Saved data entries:

⟨

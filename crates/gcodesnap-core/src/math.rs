//! Tolerance-aware float comparisons.
//!
//! Slicers round coordinates differently and accumulate noise over long
//! files, so every comparison the tracker and the stabilization engine make
//! goes through these helpers and shares one tolerance.

/// Tolerance used by every comparison in this module.
pub const FLOAT_TOLERANCE: f64 = 5e-5;

#[inline]
pub fn is_equal(a: f64, b: f64) -> bool {
    (a - b).abs() < FLOAT_TOLERANCE
}

#[inline]
pub fn is_zero(a: f64) -> bool {
    a.abs() < FLOAT_TOLERANCE
}

#[inline]
pub fn greater_than(a: f64, b: f64) -> bool {
    a - b >= FLOAT_TOLERANCE
}

#[inline]
pub fn greater_than_or_equal(a: f64, b: f64) -> bool {
    a - b > -FLOAT_TOLERANCE
}

#[inline]
pub fn less_than(a: f64, b: f64) -> bool {
    b - a >= FLOAT_TOLERANCE
}

#[inline]
pub fn less_than_or_equal(a: f64, b: f64) -> bool {
    b - a > -FLOAT_TOLERANCE
}

/// Euclidean distance between two points in the XY plane.
#[inline]
pub fn distance_xy(x1: f64, y1: f64, x2: f64, y2: f64) -> f64 {
    (x2 - x1).hypot(y2 - y1)
}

⟩

### What to produce
Write out each line exactly, as it is shown above.

### Solution below
filename crates/gcodesnap-core/src/math.rs
//! Tolerance-aware float comparisons.
//!
//! Slicers round coordinates differently and accumulate noise over long
//! files, so every comparison the tracker and the stabilization engine make
//! goes through these helpers and shares one tolerance.

/// Tolerance used by every comparison in this module.
pub const FLOAT_TOLERANCE: f64 = 5e-5;

#[inline]
pub fn is_equal(a: f64, b: f64) -> bool {
    (a - b).abs() < FLOAT_TOLERANCE
}

#[inline]
pub fn is_zero(a: f64) -> bool {
    a.abs() < FLOAT_TOLERANCE
}

#[inline]
pub fn greater_than(a: f64, b: f64) -> bool {
    a - b >= FLOAT_TOLERANCE
}

#[inline]
pub fn greater_than_or_equal(a: f64, b: f64) -> bool {
    a - b > -FLOAT_TOLERANCE
}

#[inline]
pub fn less_than(a: f64, b: f64) -> bool {
    b - a >= FLOAT_TOLERANCE
}

#[inline]
pub fn less_than_or_equal(a: f64, b: f64) -> bool {
    b - a > -FLOAT_TOLERANCE
}

/// Euclidean distance between two points in the XY plane.
#[inline]
pub fn distance_xy(x1: f64, y1: f64, x2: f64, y2: f64) -> f64 {
    (x2 - x1).hypot(y2 - y1)
}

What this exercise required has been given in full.